Department of Biomedical Sciences
Sponsor: College of Veterinary Medicine - Resident Research Grants Program
Grant Number: N/A
Title: Protection Against Dietary Fat-Induced DNA Damage by the The Fanconi Anemia Pathway
Project Amount: $7,975
Project Period: 8/1/13-7/31/14
DESCRIPTION: Our long-term goal is to identify endogenous sources of DNA damage contributing to disease phenotypes in Fanconi Anemia and to further characterize the mechanistic connection between fatty liver disease, DNA damage, and hepatocellular cancer. We predict that fatty acid metabolism is an endogenous source of damage repaired by the FA pathway. Our central hypothesis is that ROS and lipid peroxidation products are a source of endogenous damage repaired by the FA pathway and Fancd2-null mice will be deficient in repairing HFD induced DNA damage (Fig. 1C). This can be tested by determining if HFD feeding leads to greater oxidative DNA damage and DNA damage response activation in Fancd2-null mice, and by testing if Fancd2-deficient mice accumulate more pathologic changes in response to HFD feeding than WT controls. Significance: The endogenous stresses to which the FA pathway responds is a major unanswered question of fundamental significance to our understanding of genome maintenance and disease pathogenesis in FA patients. NALFD is increasing in prevalence worldwide and is associated with a rise in hepatocellular carcinoma. Understanding the mechanistic connection between fatty liver disease and DNA damage can lead to better clinical management and interventions.

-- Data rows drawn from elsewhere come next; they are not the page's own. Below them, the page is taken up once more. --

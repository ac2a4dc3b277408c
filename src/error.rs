use thiserror::Error;

/// Unified error type for the proxy rotation subsystem
#[derive(Error, Debug)]
pub enum ReelError {
    // Pool errors
    #[error("No proxies available")]
    NoProxiesAvailable,

    #[error("Invalid proxy address: {0}")]
    InvalidProxyAddress(String),

    #[error("Unsupported proxy protocol: {0}")]
    UnsupportedProtocol(String),

    #[error("Proxy connection failed: {0}")]
    ProxyConnectionFailed(String),

    // Acquisition errors
    #[error("External process failed: {0}")]
    ExternalProcess(String),

    #[error("External process timed out after {secs}s")]
    ExternalProcessTimeout { secs: u64 },

    #[error("Broker error: {0}")]
    Broker(String),

    // Configuration errors
    #[error("Invalid configuration: {0}")]
    InvalidConfig(String),

    #[error("Operation timed out")]
    Timeout,

    // I/O errors
    #[error("IO error: {0}")]
    Io(#[from] std::io::Error),

    #[error("JSON error: {0}")]
    Json(#[from] serde_json::Error),

    // HTTP errors
    #[error("HTTP error: {0}")]
    Http(String),

    // Internal errors
    #[error("Internal error: {0}")]
    Internal(String),
}

/// Result type alias for proxyreel operations
pub type Result<T> = std::result::Result<T, ReelError>;

impl ReelError {
    /// Errors that must stop the crawl instead of being absorbed locally
    pub fn is_fatal(&self) -> bool {
        matches!(
            self,
            ReelError::NoProxiesAvailable | ReelError::InvalidConfig(_)
        )
    }

    /// Errors a discovery source reports and the chain converts into an empty result
    pub fn is_source_failure(&self) -> bool {
        matches!(
            self,
            ReelError::ExternalProcess(_)
                | ReelError::ExternalProcessTimeout { .. }
                | ReelError::Broker(_)
                | ReelError::Io(_)
                | ReelError::Http(_)
                | ReelError::Timeout
        )
    }
}

impl From<hyper::Error> for ReelError {
    fn from(err: hyper::Error) -> Self {
        ReelError::Http(err.to_string())
    }
}

impl From<http::Error> for ReelError {
    fn from(err: http::Error) -> Self {
        ReelError::Http(err.to_string())
    }
}

impl From<url::ParseError> for ReelError {
    fn from(err: url::ParseError) -> Self {
        ReelError::InvalidProxyAddress(err.to_string())
    }
}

Moreover, the FA pathway is evolutionarily conserved and we anticipate that mechanisms of genome protection identified here will have broad relevance in animals. Innovation: To our knowledge, this is the first HFD feeding model to be employed in the investigation of the endogenous sources of damage repaired by the FA pathway and will be the first report to characterize specific effects of HFD feeding in a FA-deficient animal model.